For seven weeks now, schools in South Africa have stayed shut to contain the spread of COVID-19.
The closure of schools also halted a national feeding programme providing meals to at least nine million extremely poor school children, helping them get through the classroom day to get an education.
“We have kids here at school who faint (from hunger),” said Shireen Valentyn, 41, a volunteer at Hoofweg primary school in the impoverished Blue Downs community in Cape Town.
According to a news report, a potential hunger crisis looms but officials say palliative measures will be put in place to at least feed the children.
“The school is closed for classes but is providing children and their guardians meals as part of an emergency scheme, unique to South Africa’s Western Cape Province” officials said.

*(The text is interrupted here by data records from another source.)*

//! Service information response types.

use serde::{Deserialize, Serialize};

/// Body returned by the API root.
#[must_use]
#[derive(Debug, Serialize, Deserialize)]
pub struct Welcome {
    pub message: String,
    /// Application version.
    pub version: String,
}

impl Default for Welcome {
    fn default() -> Self {
        Self {
            message: "Welcome to the Scribe API".to_owned(),
            version: env!("CARGO_PKG_VERSION").to_owned(),
        }
    }
}
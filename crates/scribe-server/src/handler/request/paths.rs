//! Path parameter types for HTTP handlers.

use serde::{Deserialize, Serialize};
use uuid::Uuid;

/// Path parameters for post operations.
#[must_use]
#[derive(Debug, Serialize, Deserialize)]
#[serde(rename_all = "camelCase")]
pub struct PostPathParams {
    /// Unique identifier of the post.
    pub post_id: Uuid,
}
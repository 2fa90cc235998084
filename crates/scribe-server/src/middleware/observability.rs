//! Request tracing middleware.

use axum::Router;
use axum::http::header::{self, HeaderName};
use tower_http::request_id::{MakeRequestUuid, PropagateRequestIdLayer, SetRequestIdLayer};
use tower_http::sensitive_headers::SetSensitiveRequestHeadersLayer;
use tower_http::trace::TraceLayer;

/// Header carrying the request id.
const REQUEST_ID_HEADER: &str = "x-request-id";

/// Extension trait for `axum::`[`Router`] to apply observability middleware.
pub trait RouterObservabilityExt<S> {
    /// Layers request tracing.
    ///
    /// Assigns an `x-request-id` to requests that lack one, echoes it on the
    /// response, opens a tracing span per request and hides `Authorization`
    /// and `Cookie` values from the logs.
    fn with_observability(self) -> Self;
}

impl<S> RouterObservabilityExt<S> for Router<S>
where
    S: Clone + Send + Sync + 'static,
{
    fn with_observability(self) -> Self {
        self.layer(PropagateRequestIdLayer::new(
            HeaderName::from_static(REQUEST_ID_HEADER),
        ))
        .layer(SetSensitiveRequestHeadersLayer::new([
            header::AUTHORIZATION,
            header::COOKIE,
        ]))
        .layer(TraceLayer::new_for_http())
        .layer(SetRequestIdLayer::new(
            HeaderName::from_static(REQUEST_ID_HEADER),
            MakeRequestUuid,
        ))
    }
}
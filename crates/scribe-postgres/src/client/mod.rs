//! PostgreSQL client with connection pooling.
//!
//! Provides the pooled connection handle used by every repository, together with
//! its configuration and the deadpool lifecycle hooks.

pub(crate) mod custom_hooks;
mod pg_client;
mod pg_config;

use deadpool::managed::{Object, Pool};
use diesel_async::AsyncPgConnection;
use diesel_async::pooled_connection::AsyncDieselConnectionManager;
pub use pg_client::{PgClient, PgConn, PgPoolStatus};
pub use pg_config::PgConfig;

/// Type alias for the connection pool used throughout the application.
pub type ConnectionPool = Pool<AsyncDieselConnectionManager<AsyncPgConnection>>;

/// Type alias for a connection object from the pool.
pub type PooledConnection = Object<AsyncDieselConnectionManager<AsyncPgConnection>>;
//! Post model for PostgreSQL database operations.

use diesel::prelude::*;
use jiff_diesel::Timestamp;
use uuid::Uuid;

use crate::schema::posts;

/// A blog post.
#[derive(Debug, Clone, PartialEq, Queryable, Selectable)]
#[diesel(table_name = posts)]
#[diesel(check_for_backend(diesel::pg::Pg))]
pub struct Post {
    /// Unique post identifier.
    pub id: Uuid,
    /// Post title (1-255 characters).
    pub title: String,
    /// Post body.
    pub content: String,
    /// Timestamp when the post was created.
    pub created_at: Timestamp,
    /// Timestamp when the post was last updated.
    pub updated_at: Timestamp,
    /// Timestamp when the post was soft-deleted.
    pub deleted_at: Option<Timestamp>,
}

/// Data for creating a new post.
#[derive(Debug, Clone, Insertable)]
#[diesel(table_name = posts)]
#[diesel(check_for_backend(diesel::pg::Pg))]
pub struct NewPost {
    /// Identifier assigned at creation (UUID v7).
    pub id: Uuid,
    /// Post title.
    pub title: String,
    /// Post body.
    pub content: String,
}

impl NewPost {
    /// Creates a new post record with a fresh time-ordered identifier.
    pub fn new(title: impl Into<String>, content: impl Into<String>) -> Self {
        Self {
            id: Uuid::now_v7(),
            title: title.into(),
            content: content.into(),
        }
    }
}

/// Data for updating a post. Fields left as `None` are not modified.
#[derive(Debug, Clone, Default, PartialEq, AsChangeset)]
#[diesel(table_name = posts)]
#[diesel(check_for_backend(diesel::pg::Pg))]
pub struct UpdatePost {
    /// New title.
    pub title: Option<String>,
    /// New body.
    pub content: Option<String>,
    /// Modification time, set by the repository.
    pub updated_at: Option<Timestamp>,
}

“In our kids there is a lot of hunger,” Valentyn said. In the morning they queue in the cold for porridge. Later separate lines of children and adults wait with plastic lunch boxes for a midday meal of cooked butternut and tinned fish briyani.
The economic hardship has been severe since President Cyril Ramaphosa ordered most citizens to stay indoors and shuttered all but essential businesses in late March.
“There is certainly a hunger crisis and from the perspective of children, I would say that this is a severe implication for their ability to survive,” said Nurina Ally, executive director at Equal Education Law Centre (EELC).
“I am also worried about the virus but there is nothing we can do because we can’t stay hungry,” said mother-of-two Thabisa Nete, 33, as she got a hot meal at Vuyani primary school in Cape Town’s Gugulethu township.
South Africa reopened some sectors of the economy on May 1 as the government sought to kickstart a stuttering economy.
Schools are expected to partially reopen later this month, and students are to resume back in class from June 1.
There is however no certainty over when the national school nutrition programme will resume fully, piling pressure on poor families struggling to make ends meet.